San Mateo, Ca. -- Unlike competitors Hewlett Packard and Sun, IBM Corp. has upped the ante in server blade-based internet data centers with a solution that almost twich as dense as other alternatives.

By emphasizing more and faster processors, memory and communications options into its design, IBM hopes to carve out a position at the high end of the market. IBM's BladeCenter design will pack up to 168 Intel Xeon processors running at 2 GHz and faster into a full rack, initially tying the blades together with Gigabit Ethernet. Some competing designs have used fewer than 100 processors and 100-Mbit Ethernet as an interconnect.

BladeCenter also offers as options for each blade dual IDE hard-disk drives and built-in support for internal or external 2-Gbit/second Fibre Channel switches. Many other systems use a single drive per blade and do not offer Fibre Channel, an increasingly popular interconnect for storage networks.

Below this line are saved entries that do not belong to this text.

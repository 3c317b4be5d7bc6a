//! Visitor statistics as returned to clients.

use serde::Serialize;

/// Aggregate counters plus the instant they were observed.
#[derive(Debug, Clone, PartialEq, Eq, Serialize)]
#[serde(rename_all = "camelCase")]
pub struct VisitStats {
    pub total_visits: u64,
    pub daily_visits: u64,
    pub last_updated: String,
}
//! Counter codec coercion tests.

#![allow(clippy::unwrap_used)]
#![allow(clippy::expect_used)]
#![allow(clippy::panic)]

use tally_core::codec::{encode_counter, parse_counter};

#[test]
fn absent_reads_as_zero() {
    assert_eq!(parse_counter(None), 0);
}

#[test]
fn plain_decimal() {
    assert_eq!(parse_counter(Some("42")), 42);
    assert_eq!(parse_counter(Some(" 7\n")), 7);
    assert_eq!(parse_counter(Some("+3")), 3);
    assert_eq!(parse_counter(Some("0009")), 9);
}

#[test]
fn malformed_values_coerce_to_zero() {
    for raw in ["", "abc", "NaN", "Infinity", "-5", "3.5", "1e3", "12abc", "99999999999999999999999"] {
        assert_eq!(parse_counter(Some(raw)), 0, "raw={raw:?}");
    }
}

#[test]
fn encode_is_plain_decimal() {
    assert_eq!(encode_counter(0), "0");
    assert_eq!(encode_counter(1234), "1234");
    assert_eq!(parse_counter(Some(&encode_counter(u64::MAX))), u64::MAX);
}
use axum::{extract::State, Json};
use serde_json::{json, Value};

use crate::api::ApiError;
use crate::app_state::AppState;

/// `GET {prefix}/stats`
pub async fn get_stats(State(state): State<AppState>) -> Result<Json<Value>, ApiError> {
    let counter = state.counter().map_err(|_| ApiError::not_configured())?;
    let stats = counter
        .stats()
        .await
        .map_err(|e| ApiError::new(e, "Failed to fetch statistics"))?;

    Ok(Json(json!({
        "success": true,
        "data": stats,
    })))
}

/// `POST {prefix}/visit`. The request body is ignored.
pub async fn record_visit(State(state): State<AppState>) -> Result<Json<Value>, ApiError> {
    let counter = state.counter().map_err(|_| ApiError::not_configured())?;
    let stats = counter
        .record_visit()
        .await
        .map_err(|e| ApiError::new(e, "Failed to record visit"))?;

    // detached: the response is never held for the sweep
    drop(counter.spawn_cleanup());

    Ok(Json(json!({
        "success": true,
        "data": stats,
        "message": "Visit recorded",
    })))
}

Server blades are essentially PC servers on an adapter card that can be slotted into a chassis; they are aimed at data centers requiring very dense system configurations. Hewlett-Packard and a handful of startups have generally focused on low-power, entry-level server blades to date, aiming at so-called first-tier or Web server jobs, often using lower power Pentium III or Transmeta Crusoe processors.

With its BladeCenter roll out, IBM is leveraging its big systems heritage, aiming at so-called second-tier or applications servers. The IBM launch could mark a further shift away from Transmeta Corp. or other notebook-class processors used in the first wave of blades designs by pioneers such as startup RLX Technologies Inc.